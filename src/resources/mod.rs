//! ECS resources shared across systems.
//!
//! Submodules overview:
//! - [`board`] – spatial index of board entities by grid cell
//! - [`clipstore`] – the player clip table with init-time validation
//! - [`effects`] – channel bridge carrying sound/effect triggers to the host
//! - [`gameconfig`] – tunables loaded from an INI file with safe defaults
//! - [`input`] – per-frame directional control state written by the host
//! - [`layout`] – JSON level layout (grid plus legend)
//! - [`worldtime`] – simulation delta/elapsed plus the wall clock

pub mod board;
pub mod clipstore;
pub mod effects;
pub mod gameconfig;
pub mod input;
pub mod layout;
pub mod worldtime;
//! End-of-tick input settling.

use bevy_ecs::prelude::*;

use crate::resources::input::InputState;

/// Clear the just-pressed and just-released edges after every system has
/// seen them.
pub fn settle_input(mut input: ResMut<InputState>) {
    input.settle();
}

********************

## [About this exercise]
When a line in the data above contains the string "board", copy that line.

## [Answer section]
//! - [`board`] – spatial index of board entities by grid cell
pub mod board;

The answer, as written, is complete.